(TASK INSTRUCTIONS)
Output range, inclusive: from the line containing "MetricsSink::create(path)?.write(&report)?;" to the line containing "metrics.grounded_ticks += u64::from(state.touching_ground());". Restate those lines from the data below word for word and only those.

++++ LISTED ENTRIES ++++

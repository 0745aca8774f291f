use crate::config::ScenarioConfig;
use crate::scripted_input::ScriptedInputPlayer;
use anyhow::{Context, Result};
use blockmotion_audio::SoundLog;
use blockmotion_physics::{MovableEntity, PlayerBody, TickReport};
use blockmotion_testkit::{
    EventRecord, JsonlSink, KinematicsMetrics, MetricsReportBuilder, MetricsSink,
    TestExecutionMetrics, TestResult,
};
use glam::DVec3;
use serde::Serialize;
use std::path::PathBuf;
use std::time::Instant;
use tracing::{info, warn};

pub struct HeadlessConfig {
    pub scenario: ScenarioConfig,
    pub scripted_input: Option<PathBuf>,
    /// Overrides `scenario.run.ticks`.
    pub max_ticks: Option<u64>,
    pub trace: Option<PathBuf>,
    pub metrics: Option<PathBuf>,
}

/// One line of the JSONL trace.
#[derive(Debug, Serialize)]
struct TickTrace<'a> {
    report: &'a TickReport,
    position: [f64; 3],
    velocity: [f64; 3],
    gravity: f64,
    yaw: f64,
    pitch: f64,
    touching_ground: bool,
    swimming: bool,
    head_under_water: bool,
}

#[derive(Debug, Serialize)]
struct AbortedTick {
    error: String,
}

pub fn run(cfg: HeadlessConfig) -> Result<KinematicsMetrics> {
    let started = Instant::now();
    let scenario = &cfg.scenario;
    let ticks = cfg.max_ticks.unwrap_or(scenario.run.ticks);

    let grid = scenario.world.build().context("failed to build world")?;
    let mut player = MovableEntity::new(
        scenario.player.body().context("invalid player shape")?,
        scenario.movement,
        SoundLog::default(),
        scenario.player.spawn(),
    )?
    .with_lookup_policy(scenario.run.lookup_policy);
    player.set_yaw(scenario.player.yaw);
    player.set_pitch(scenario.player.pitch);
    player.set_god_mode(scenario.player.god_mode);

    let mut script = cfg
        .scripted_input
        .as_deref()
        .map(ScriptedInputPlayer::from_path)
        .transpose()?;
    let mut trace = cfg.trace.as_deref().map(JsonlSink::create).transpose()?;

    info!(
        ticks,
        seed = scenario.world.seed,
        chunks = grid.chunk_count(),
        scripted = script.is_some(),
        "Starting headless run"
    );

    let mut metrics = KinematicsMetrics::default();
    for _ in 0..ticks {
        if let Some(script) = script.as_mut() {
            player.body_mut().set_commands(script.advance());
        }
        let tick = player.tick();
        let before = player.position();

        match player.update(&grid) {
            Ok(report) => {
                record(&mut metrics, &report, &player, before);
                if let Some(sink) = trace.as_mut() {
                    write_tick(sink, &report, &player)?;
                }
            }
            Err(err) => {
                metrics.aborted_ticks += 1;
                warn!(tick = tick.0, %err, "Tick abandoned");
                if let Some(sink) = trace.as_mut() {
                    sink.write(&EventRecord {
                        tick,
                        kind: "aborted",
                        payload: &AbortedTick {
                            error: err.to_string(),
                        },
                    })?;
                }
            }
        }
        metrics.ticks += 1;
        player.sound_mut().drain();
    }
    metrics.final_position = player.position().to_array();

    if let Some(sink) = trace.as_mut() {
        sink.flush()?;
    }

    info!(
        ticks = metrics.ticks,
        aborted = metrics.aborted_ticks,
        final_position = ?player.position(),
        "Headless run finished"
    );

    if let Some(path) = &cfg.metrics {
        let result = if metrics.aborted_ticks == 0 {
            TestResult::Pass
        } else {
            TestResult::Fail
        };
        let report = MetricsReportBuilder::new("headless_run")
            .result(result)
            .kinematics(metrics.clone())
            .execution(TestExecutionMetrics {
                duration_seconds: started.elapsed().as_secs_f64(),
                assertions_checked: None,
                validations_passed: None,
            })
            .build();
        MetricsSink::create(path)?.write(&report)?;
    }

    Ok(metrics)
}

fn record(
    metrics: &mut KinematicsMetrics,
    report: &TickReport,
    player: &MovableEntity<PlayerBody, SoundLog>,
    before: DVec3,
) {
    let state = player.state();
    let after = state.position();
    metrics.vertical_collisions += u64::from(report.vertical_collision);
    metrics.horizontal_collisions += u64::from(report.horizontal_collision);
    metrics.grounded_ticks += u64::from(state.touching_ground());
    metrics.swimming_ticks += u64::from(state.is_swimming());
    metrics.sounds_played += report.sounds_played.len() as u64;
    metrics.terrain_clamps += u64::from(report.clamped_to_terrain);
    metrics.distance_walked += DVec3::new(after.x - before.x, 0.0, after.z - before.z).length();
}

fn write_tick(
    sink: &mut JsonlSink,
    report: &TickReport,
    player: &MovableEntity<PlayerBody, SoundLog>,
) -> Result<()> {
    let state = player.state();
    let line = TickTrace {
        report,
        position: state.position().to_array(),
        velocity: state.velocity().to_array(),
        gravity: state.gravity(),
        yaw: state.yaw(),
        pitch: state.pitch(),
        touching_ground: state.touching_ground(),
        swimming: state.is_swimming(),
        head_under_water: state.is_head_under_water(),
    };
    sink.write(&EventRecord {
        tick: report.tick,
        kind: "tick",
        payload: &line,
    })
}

++++
++++ LISTED ENTRIES ++++

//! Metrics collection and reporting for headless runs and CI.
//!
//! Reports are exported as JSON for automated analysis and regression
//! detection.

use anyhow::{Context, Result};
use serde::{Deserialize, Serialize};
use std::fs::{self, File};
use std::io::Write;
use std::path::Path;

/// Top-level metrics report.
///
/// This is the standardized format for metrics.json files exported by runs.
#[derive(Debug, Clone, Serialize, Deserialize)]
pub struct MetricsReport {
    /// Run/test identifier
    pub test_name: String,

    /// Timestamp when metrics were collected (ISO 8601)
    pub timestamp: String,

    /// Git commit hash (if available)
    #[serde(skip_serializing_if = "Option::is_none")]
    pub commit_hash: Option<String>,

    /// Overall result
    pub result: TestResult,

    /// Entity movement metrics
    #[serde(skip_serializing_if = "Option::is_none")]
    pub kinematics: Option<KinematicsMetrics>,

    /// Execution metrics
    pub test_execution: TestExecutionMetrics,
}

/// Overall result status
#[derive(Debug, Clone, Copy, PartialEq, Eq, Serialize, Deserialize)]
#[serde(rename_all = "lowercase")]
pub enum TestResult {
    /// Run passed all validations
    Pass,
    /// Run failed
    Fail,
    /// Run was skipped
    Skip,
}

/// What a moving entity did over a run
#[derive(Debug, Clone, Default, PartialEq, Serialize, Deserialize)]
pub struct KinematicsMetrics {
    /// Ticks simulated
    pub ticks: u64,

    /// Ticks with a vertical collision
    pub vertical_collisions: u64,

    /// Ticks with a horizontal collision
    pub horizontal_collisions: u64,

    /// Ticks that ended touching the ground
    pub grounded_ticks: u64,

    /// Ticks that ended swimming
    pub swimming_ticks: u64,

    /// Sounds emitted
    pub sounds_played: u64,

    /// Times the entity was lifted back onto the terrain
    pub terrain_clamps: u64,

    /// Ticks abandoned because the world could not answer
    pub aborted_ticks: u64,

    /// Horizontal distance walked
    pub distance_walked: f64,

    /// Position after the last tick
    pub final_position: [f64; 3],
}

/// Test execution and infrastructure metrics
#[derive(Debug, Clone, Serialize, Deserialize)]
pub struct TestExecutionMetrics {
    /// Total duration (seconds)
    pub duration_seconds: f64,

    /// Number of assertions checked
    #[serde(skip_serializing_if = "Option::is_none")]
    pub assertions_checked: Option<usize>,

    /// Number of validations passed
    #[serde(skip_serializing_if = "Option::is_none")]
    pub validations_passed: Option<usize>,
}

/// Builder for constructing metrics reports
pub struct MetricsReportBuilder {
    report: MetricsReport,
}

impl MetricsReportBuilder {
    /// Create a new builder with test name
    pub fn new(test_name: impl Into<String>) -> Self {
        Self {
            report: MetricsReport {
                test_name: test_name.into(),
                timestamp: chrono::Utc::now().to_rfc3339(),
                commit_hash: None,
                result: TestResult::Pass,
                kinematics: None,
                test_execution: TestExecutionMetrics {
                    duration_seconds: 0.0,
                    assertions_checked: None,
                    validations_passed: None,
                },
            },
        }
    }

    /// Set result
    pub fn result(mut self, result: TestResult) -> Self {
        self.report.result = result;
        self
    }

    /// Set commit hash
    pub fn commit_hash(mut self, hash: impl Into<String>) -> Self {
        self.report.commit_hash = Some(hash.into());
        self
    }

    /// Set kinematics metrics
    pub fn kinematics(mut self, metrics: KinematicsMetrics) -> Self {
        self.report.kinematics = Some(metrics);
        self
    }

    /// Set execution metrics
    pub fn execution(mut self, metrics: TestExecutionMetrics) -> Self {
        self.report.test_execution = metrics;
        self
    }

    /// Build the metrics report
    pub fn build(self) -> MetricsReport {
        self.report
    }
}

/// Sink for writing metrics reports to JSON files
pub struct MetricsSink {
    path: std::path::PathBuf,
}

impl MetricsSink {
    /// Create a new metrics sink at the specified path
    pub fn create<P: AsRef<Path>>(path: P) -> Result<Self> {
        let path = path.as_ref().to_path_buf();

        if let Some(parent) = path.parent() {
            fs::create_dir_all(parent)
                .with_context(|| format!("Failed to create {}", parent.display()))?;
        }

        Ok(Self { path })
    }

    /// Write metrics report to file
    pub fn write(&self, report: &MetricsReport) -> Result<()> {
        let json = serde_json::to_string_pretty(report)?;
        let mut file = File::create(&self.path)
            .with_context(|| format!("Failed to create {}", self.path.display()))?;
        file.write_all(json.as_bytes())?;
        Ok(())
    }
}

++++

(WRITTEN SOLUTION)
        MetricsSink::create(path)?.write(&report)?;
    }

    Ok(metrics)
}

fn record(
    metrics: &mut KinematicsMetrics,
    report: &TickReport,
    player: &MovableEntity<PlayerBody, SoundLog>,
    before: DVec3,
) {
    let state = player.state();
    let after = state.position();
    metrics.vertical_collisions += u64::from(report.vertical_collision);
    metrics.horizontal_collisions += u64::from(report.horizontal_collision);
    metrics.grounded_ticks += u64::from(state.touching_ground());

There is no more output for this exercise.